Updated April 23, 2006

Form 337s are one of the more confusing areas of FAA regulations. We've assembled information from the FAA and Flight Safety District Offices to help you understand more about this process. If you have any Form 337s for your aircraft, please contact us! We want to start accumulating a database of these forms that others can use for a starting point to get 337s for their own aircraft. (This is expecially true for older classic airplanes.) Our email address is feedback@PopularAviation.com.

We do have a collection of Luscombe 337s available by clicking here.

The FAA Form 337 is required anytime you have performed a MAJOR REPAIR and/or MAJOR ALTERATION. If you are not sure whether the maintenance that is being performed will be considered a Major Repair/Alteration, look at Appendix A of FAR Part 43 and the definitions of Major Repair/Alteration in FAR Part 1.

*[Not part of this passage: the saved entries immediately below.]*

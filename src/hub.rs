//! Hub assembly
//!
//! Wires storage, the event bus, the queue, the agent state machine, the
//! scheduler, and the session registry into one running hub with ordered
//! startup and graceful shutdown. Components never call each other
//! directly in both directions; all back edges go over the bus.

use crate::agents::{AgentFsm, AgentFsmHandle, AgentRecord, FsmError};
use crate::config::{ConfigError, HubConfig};
use crate::events::{EventBus, event, topic};
use crate::queue::{QueueError, QueueStats, TaskQueue, TaskQueueHandle};
use crate::scheduler::{Scheduler, SchedulerDeps, SchedulerHandle};
use crate::session::{
    AllowAllAuth, AuthValidator, LogMetricsSink, MetricsSink, SessionContext, SessionRegistry,
    ViolationBackoff, spawn_push_relay,
};
use crate::storage::{Database, StorageError, table};
use serde_json::json;
use std::path::PathBuf;
use std::sync::Arc;
use tokio::task::JoinHandle;
use tracing::{info, warn};

/// Hub startup/runtime errors
#[derive(Debug, thiserror::Error)]
pub enum HubError {
    #[error(transparent)]
    Config(#[from] ConfigError),

    #[error(transparent)]
    Storage(#[from] StorageError),

    #[error(transparent)]
    Queue(#[from] QueueError),

    #[error(transparent)]
    Fsm(#[from] FsmError),
}

/// Where the hub keeps its durable tables
#[derive(Debug, Clone)]
pub enum HubStorage {
    /// On-disk SQLite file
    Path(PathBuf),
    /// Ephemeral in-memory store (tests, scratch hubs)
    InMemory,
}

/// External collaborators injected at startup
pub struct HubDeps {
    pub scheduler: SchedulerDeps,
    pub auth: Arc<dyn AuthValidator>,
    pub metrics: Arc<dyn MetricsSink>,
}

impl Default for HubDeps {
    fn default() -> Self {
        Self {
            scheduler: SchedulerDeps::default(),
            auth: Arc::new(AllowAllAuth),
            metrics: Arc::new(LogMetricsSink),
        }
    }
}

/// One running coordination hub
pub struct Hub {
    config: HubConfig,
    bus: EventBus,
    queue: TaskQueueHandle,
    fsm: AgentFsmHandle,
    scheduler: SchedulerHandle,
    sessions: SessionRegistry,
    session_ctx: SessionContext,
    db: Database,
    relay: JoinHandle<()>,
}

impl Hub {
    /// Opens storage, applies runtime config overrides, and starts every
    /// component in dependency order.
    ///
    /// # Errors
    /// `HubError` when validation or storage bring-up fails.
    pub async fn start(
        mut config: HubConfig,
        storage: HubStorage,
        deps: HubDeps,
    ) -> Result<Self, HubError> {
        config.validate()?;

        let db = match storage {
            HubStorage::Path(path) => Database::open(&path).await?,
            HubStorage::InMemory => Database::open_in_memory().await?,
        };

        // Runtime overrides persisted by the config collaborator win over
        // compiled defaults.
        let overrides = db.table(table::CONFIG);
        let mut pending: Vec<(String, String)> = Vec::new();
        overrides
            .for_each::<String, _>(|key, value| pending.push((key, value)))
            .await?;
        for (key, value) in pending {
            if let Err(e) = config.apply_override(&key, &value) {
                warn!(key, value, %e, "ignoring bad config override");
            }
        }
        config.validate()?;

        let bus = EventBus::new(config.bus_capacity);
        let queue = TaskQueue::spawn(&db, bus.clone(), &config).await?;
        let fsm = AgentFsm::spawn(bus.clone(), queue.clone(), &config);
        let scheduler = Scheduler::spawn(
            bus.clone(),
            queue.clone(),
            fsm.clone(),
            deps.scheduler,
            &config,
        );

        let sessions = SessionRegistry::new();
        let relay = spawn_push_relay(&bus, sessions.clone());
        let backoff = ViolationBackoff::new(
            db.table(table::SESSION_BACKOFF),
            config.backoff_ladder_ms.clone(),
        );

        let session_ctx = SessionContext {
            queue: queue.clone(),
            fsm: fsm.clone(),
            bus: bus.clone(),
            registry: sessions.clone(),
            backoff,
            auth: deps.auth,
            metrics: deps.metrics,
            config: config.clone(),
        };

        // Anything left queued from a previous run gets a first look.
        scheduler.kick();
        info!("hub started");

        Ok(Self {
            config,
            bus,
            queue,
            fsm,
            scheduler,
            sessions,
            session_ctx,
            db,
            relay,
        })
    }

    /// The effective configuration after overrides
    #[must_use]
    pub fn config(&self) -> &HubConfig {
        &self.config
    }

    /// The shared event bus
    #[must_use]
    pub fn bus(&self) -> &EventBus {
        &self.bus
    }

    /// Queue handle for submitters
    #[must_use]
    pub fn queue(&self) -> &TaskQueueHandle {
        &self.queue
    }

    /// Agent state machine handle
    #[must_use]
    pub fn fsm(&self) -> &AgentFsmHandle {
        &self.fsm
    }

    /// Session registry (live connections)
    #[must_use]
    pub fn sessions(&self) -> &SessionRegistry {
        &self.sessions
    }

    /// Everything a new session needs
    #[must_use]
    pub fn session_context(&self) -> SessionContext {
        self.session_ctx.clone()
    }

    /// Persists a runtime config override and announces the change.
    /// Applied at the next startup; collaborators reacting live subscribe
    /// to `config_changed`.
    ///
    /// # Errors
    /// `HubError` when the key/value is invalid or the write fails.
    pub async fn set_config(&self, key: &str, value: &str) -> Result<(), HubError> {
        // Validate against a scratch copy before persisting.
        let mut scratch = self.config.clone();
        scratch.apply_override(key, value)?;
        scratch.validate()?;

        self.db
            .table(table::CONFIG)
            .insert(key, &value.to_string())
            .await?;
        self.bus.publish(
            topic::BUS,
            event::CONFIG_CHANGED,
            json!({ "key": key, "value": value }),
        );
        Ok(())
    }

    /// Operator snapshot: queue stats plus all agent records
    ///
    /// # Errors
    /// `HubError` when a component is unreachable.
    pub async fn snapshot(&self) -> Result<(QueueStats, Vec<AgentRecord>), HubError> {
        let stats = self.queue.stats().await?;
        let agents = self.fsm.list_all().await?;
        Ok((stats, agents))
    }

    /// Graceful shutdown: stop matching, close sessions, flush storage
    pub async fn shutdown(self) {
        info!("hub shutting down");
        self.scheduler.shutdown().await;
        self.sessions.close_all();
        self.relay.abort();
        self.db.close().await;
    }
}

A common misconception is that FAA Form 337 replaces the required maintenance record entry. This is not true. FAA Form 337 does not replace the maintenance record entry required by FAR Part 43. The last paragraph of Section 43.9(a)(4) states "In addition to the entry required by this paragraph, major repairs and major alterations shall be entered on a form, and the form disposed of, in the manner prescribed in appendix B, by the person performing the work." So, according to the regulations, a maintenance record entry is required even after performing a major repair or major alteration.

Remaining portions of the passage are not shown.